EXERCISE GOAL:
Only the lines from the start of the material through the line containing "identifier for entities." are to be extracted, exactly as they appear.

SOURCE MATERIAL:
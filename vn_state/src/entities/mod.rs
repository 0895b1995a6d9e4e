//! Entities a story can keep track of.

mod hero;

pub use hero::*;

use serde::{Deserialize, Serialize};
use uuid::Uuid;

/// Unique identifier for entities.
#[derive(Debug, Clone, Copy, PartialEq, Eq, Hash, Serialize, Deserialize)]
pub struct EntityId(pub Uuid);

impl EntityId {
    /// Create a new random entity ID.
    pub fn new() -> Self {
        Self(Uuid::new_v4())
    }
}

impl Default for EntityId {
    fn default() -> Self {
        Self::new()
    }
}

impl std::fmt::Display for EntityId {
    fn fmt(&self, f: &mut std::fmt::Formatter<'_>) -> std::fmt::Result {
        write!(f, "{}", self.0)
    }
}
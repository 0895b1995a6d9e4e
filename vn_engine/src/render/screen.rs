//! Screen capabilities the renderer depends on.

use std::io::{self, Write};

use crossterm::{cursor::MoveTo, execute, terminal};

/// Row count assumed when the terminal cannot report its size.
pub const FALLBACK_ROWS: usize = 24;

/// The environment-specific part of drawing: clearing and measuring.
pub trait Screen {
    /// Clear the visible screen and home the cursor.
    fn clear<W: Write>(&mut self, out: &mut W) -> io::Result<()>;

    /// Current number of terminal rows.
    fn rows(&self) -> usize;
}

/// A real terminal, driven through crossterm.
#[derive(Debug, Default, Clone, Copy)]
pub struct TerminalScreen;

impl Screen for TerminalScreen {
    fn clear<W: Write>(&mut self, out: &mut W) -> io::Result<()> {
        execute!(out, terminal::Clear(terminal::ClearType::All), MoveTo(0, 0))
    }

    fn rows(&self) -> usize {
        match terminal::size() {
            Ok((_, rows)) if rows > 0 => rows as usize,
            _ => FALLBACK_ROWS,
        }
    }
}

/// A screen of fixed height that never clears.
///
/// Used when output is not a terminal, and by tests.
#[derive(Debug, Clone, Copy)]
pub struct FixedScreen {
    pub rows: usize,
}

impl FixedScreen {
    pub fn new(rows: usize) -> Self {
        Self { rows }
    }
}

impl Default for FixedScreen {
    fn default() -> Self {
        Self::new(FALLBACK_ROWS)
    }
}

impl Screen for FixedScreen {
    fn clear<W: Write>(&mut self, _out: &mut W) -> io::Result<()> {
        Ok(())
    }

    fn rows(&self) -> usize {
        self.rows
    }
}
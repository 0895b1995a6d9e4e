//! Day progression - the story advances one day at a time.
//!
//! `current_day` in the save state is the only progression value. Content for
//! a day ends by calling [`Engine::end_day`], which is the one explicit state
//! transition; the [`Story`] driver then looks up the next day's content.

mod story;

pub use story::*;

use std::io::{BufRead, Write};

use vn_state::{FIRST_DAY, KEY_CURRENT_DAY};

use crate::engine::Engine;
use crate::error::{EngineError, Result};
use crate::render::Screen;

impl<R: BufRead, W: Write, S: Screen> Engine<R, W, S> {
    /// The day to play next. A fresh save starts on day 1.
    pub fn current_day(&self) -> u32 {
        self.store.state().current_day()
    }

    /// Finish the current day and save `next_day` as the day to resume on.
    pub fn end_day(&mut self, next_day: u32) -> Result<()> {
        if next_day < FIRST_DAY {
            return Err(EngineError::InvalidDay { day: next_day });
        }
        tracing::info!("Day {} ended, next is day {}", self.current_day(), next_day);
        self.store.set(KEY_CURRENT_DAY, next_day)?;
        self.day_ended = true;
        Ok(())
    }

    /// Announce a day with a banner and wait for the player.
    pub fn day_screen(&mut self, number: u32, title: &str) -> Result<()> {
        self.show_banner(&day_label(number, title))?;
        self.wait()
    }
}

/// `Day 001`, with the title on the next line when there is one.
pub fn day_label(number: u32, title: &str) -> String {
    if title.is_empty() {
        format!("Day {:03}", number)
    } else {
        format!("Day {:03}\n{}", number, title)
    }
}

#[cfg(test)]
mod tests {
    use super::*;
    use crate::config::EngineConfig;
    use crate::render::FixedScreen;
    use std::io::Cursor;
    use tempfile::TempDir;
    use vn_state::SaveStore;

    fn engine(dir: &TempDir, input: &str) -> Engine<Cursor<Vec<u8>>, Vec<u8>, FixedScreen> {
        let config = EngineConfig {
            width: 20,
            padding: 0,
            save_file: dir.path().join("save.json"),
            ..EngineConfig::default()
        };
        Engine::new(
            config,
            Cursor::new(input.as_bytes().to_vec()),
            Vec::new(),
            FixedScreen::new(24),
        )
    }

    #[test]
    fn test_day_label() {
        assert_eq!(day_label(1, ""), "Day 001");
        assert_eq!(day_label(12, "A New Morning"), "Day 012\nA New Morning");
    }

    #[test]
    fn test_first_run_starts_on_day_one() {
        let dir = TempDir::new().unwrap();
        assert_eq!(engine(&dir, "").current_day(), 1);
    }

    #[test]
    fn test_end_day_persists() {
        let dir = TempDir::new().unwrap();
        let mut vn = engine(&dir, "");
        vn.end_day(2).unwrap();
        assert_eq!(vn.current_day(), 2);

        let reloaded = SaveStore::load(&dir.path().join("save.json"));
        assert_eq!(reloaded.current_day(), 2);
        assert_eq!(engine(&dir, "").current_day(), 2);
    }

    #[test]
    fn test_end_day_rejects_day_zero() {
        let dir = TempDir::new().unwrap();
        let mut vn = engine(&dir, "");
        vn.end_day(2).unwrap();
        vn.day_ended = false;

        let err = vn.end_day(0).unwrap_err();
        assert!(matches!(err, EngineError::InvalidDay { day: 0 }));
        assert!(!vn.day_ended);
        assert_eq!(vn.current_day(), 2);
        assert_eq!(SaveStore::load(&dir.path().join("save.json")).current_day(), 2);
    }

    #[test]
    fn test_day_screen_waits() {
        let dir = TempDir::new().unwrap();
        let mut vn = engine(&dir, "\n");
        vn.day_screen(1, "Prologue").unwrap();

        let out = String::from_utf8_lossy(vn.renderer().writer()).into_owned();
        assert_eq!(
            out,
            "====================\n\n      Day 001\n      Prologue\n\n====================\n"
        );

        // The Enter press was consumed.
        assert!(vn.day_screen(2, "").is_err());
    }
}
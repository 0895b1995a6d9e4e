//! The player character.

use serde::{Deserialize, Serialize};
use std::fmt;

use super::EntityId;

/// Stamina a hero starts with and recovers to.
pub const MAX_STAMINA: u32 = 100;

/// The player character.
#[derive(Debug, Clone, PartialEq, Serialize, Deserialize)]
pub struct Hero {
    pub id: EntityId,
    pub name: String,
    money: u64,
    rank: u32,
    stamina: u32,
    alive: bool,
}

impl Hero {
    /// Create a new hero with the given name.
    pub fn new(name: impl Into<String>) -> Self {
        Self {
            id: EntityId::new(),
            name: name.into(),
            money: 0,
            rank: 1,
            stamina: MAX_STAMINA,
            alive: true,
        }
    }

    pub fn money(&self) -> u64 {
        self.money
    }

    pub fn rank(&self) -> u32 {
        self.rank
    }

    pub fn stamina(&self) -> u32 {
        self.stamina
    }

    pub fn is_alive(&self) -> bool {
        self.alive
    }

    pub fn earn(&mut self, amount: u64) {
        self.money = self.money.saturating_add(amount);
    }

    /// Spend money if the hero can afford it. Returns whether the purchase happened.
    pub fn spend(&mut self, amount: u64) -> bool {
        if amount > self.money {
            return false;
        }
        self.money -= amount;
        true
    }

    pub fn promote(&mut self) {
        self.rank += 1;
    }

    /// Drain stamina; a hero drained to zero collapses but does not die.
    pub fn tire(&mut self, amount: u32) {
        self.stamina = self.stamina.saturating_sub(amount);
    }

    pub fn rest(&mut self) {
        self.stamina = MAX_STAMINA;
    }

    pub fn die(&mut self) {
        self.alive = false;
        self.stamina = 0;
    }
}

impl fmt::Display for Hero {
    fn fmt(&self, f: &mut fmt::Formatter<'_>) -> fmt::Result {
        write!(
            f,
            "Hero(Name: {}, Money: {}, Rank: {}, Stamina: {}, Alive: {})",
            self.name, self.money, self.rank, self.stamina, self.alive
        )
    }
}
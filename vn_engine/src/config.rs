//! Engine configuration.
//!
//! Settings come from an optional TOML file and can be overridden by
//! environment variables:
//! - `VN_WIDTH` - Text column width (default: 100)
//! - `VN_PADDING` - Vertical margin in rows (default: 2)
//! - `VN_SAVE_FILE` - Path of the JSON save file (default: `save.json`)
//! - `VN_CONTINUE_HINT` - Text shown while waiting for Enter (default: empty)

use serde::Deserialize;
use std::env;
use std::path::{Path, PathBuf};
use thiserror::Error;

/// Errors raised while loading a config file.
#[derive(Debug, Error)]
pub enum ConfigError {
    #[error("failed to read config {path}: {source}")]
    Io {
        path: PathBuf,
        #[source]
        source: std::io::Error,
    },

    #[error("failed to parse config {path}: {source}")]
    Parse {
        path: PathBuf,
        #[source]
        source: toml::de::Error,
    },
}

/// Engine settings.
#[derive(Clone, Debug, PartialEq, Deserialize)]
#[serde(default)]
pub struct EngineConfig {
    /// Column width text is wrapped and centered in.
    pub width: usize,

    /// Blank rows around banners and below bottom text.
    pub padding: usize,

    /// Where player choices and progress are saved.
    pub save_file: PathBuf,

    /// Shown while waiting for the player to press Enter.
    pub continue_hint: String,
}

impl Default for EngineConfig {
    fn default() -> Self {
        Self {
            width: 100,
            padding: 2,
            save_file: PathBuf::from("save.json"),
            continue_hint: String::new(),
        }
    }
}

impl EngineConfig {
    /// Parse config from TOML text. Missing fields keep their defaults.
    pub fn from_toml(content: &str) -> Result<Self, toml::de::Error> {
        toml::from_str(content)
    }

    /// Load config from a TOML file.
    pub fn load(path: &Path) -> Result<Self, ConfigError> {
        let content = std::fs::read_to_string(path).map_err(|source| ConfigError::Io {
            path: path.to_path_buf(),
            source,
        })?;

        Self::from_toml(&content).map_err(|source| ConfigError::Parse {
            path: path.to_path_buf(),
            source,
        })
    }

    /// Load config from `path` if it exists, otherwise start from defaults.
    pub fn load_or_default(path: &Path) -> Result<Self, ConfigError> {
        if path.exists() {
            Self::load(path)
        } else {
            Ok(Self::default())
        }
    }

    /// Apply overrides from process environment variables.
    pub fn with_env(self) -> Self {
        self.with_overrides(|key| env::var(key).ok())
    }

    fn with_overrides(mut self, lookup: impl Fn(&str) -> Option<String>) -> Self {
        if let Some(width) = lookup("VN_WIDTH").and_then(|v| v.parse::<usize>().ok()) {
            self.width = width.max(1);
        }
        if let Some(padding) = lookup("VN_PADDING").and_then(|v| v.parse::<usize>().ok()) {
            self.padding = padding;
        }
        if let Some(path) = lookup("VN_SAVE_FILE").filter(|v| !v.is_empty()) {
            self.save_file = PathBuf::from(path);
        }
        if let Some(hint) = lookup("VN_CONTINUE_HINT") {
            self.continue_hint = hint;
        }
        self
    }
}

#[cfg(test)]
mod tests {
    use super::*;
    use tempfile::TempDir;

    #[test]
    fn test_defaults() {
        let config = EngineConfig::default();
        assert_eq!(config.width, 100);
        assert_eq!(config.padding, 2);
        assert_eq!(config.save_file, PathBuf::from("save.json"));
        assert!(config.continue_hint.is_empty());
    }

    #[test]
    fn test_partial_toml_keeps_defaults() {
        let config =
            EngineConfig::from_toml("width = 80\nsave_file = \"saves/dragoon.json\"").unwrap();
        assert_eq!(config.width, 80);
        assert_eq!(config.padding, 2);
        assert_eq!(config.save_file, PathBuf::from("saves/dragoon.json"));
    }

    #[test]
    fn test_load_errors() {
        let dir = TempDir::new().unwrap();
        let path = dir.path().join("dragoon.toml");

        assert!(matches!(
            EngineConfig::load(&path),
            Err(ConfigError::Io { .. })
        ));
        assert_eq!(
            EngineConfig::load_or_default(&path).unwrap(),
            EngineConfig::default()
        );

        std::fs::write(&path, "width = \"wide\"").unwrap();
        assert!(matches!(
            EngineConfig::load(&path),
            Err(ConfigError::Parse { .. })
        ));
    }

    #[test]
    fn test_overrides() {
        let config = EngineConfig::default().with_overrides(|key| match key {
            "VN_WIDTH" => Some("0".to_string()),
            "VN_PADDING" => Some("nope".to_string()),
            "VN_SAVE_FILE" => Some("other.json".to_string()),
            "VN_CONTINUE_HINT" => Some("(press Enter)".to_string()),
            _ => None,
        });

        assert_eq!(config.width, 1);
        assert_eq!(config.padding, 2);
        assert_eq!(config.save_file, PathBuf::from("other.json"));
        assert_eq!(config.continue_hint, "(press Enter)");
    }
}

RESULT OF THIS TASK:
filename vn_state/src/entities/mod.rs
repository 0895b1995a6d9e4e
//! Entities a story can keep track of.

mod hero;

pub use hero::*;

use serde::{Deserialize, Serialize};
use uuid::Uuid;

/// Unique identifier for entities.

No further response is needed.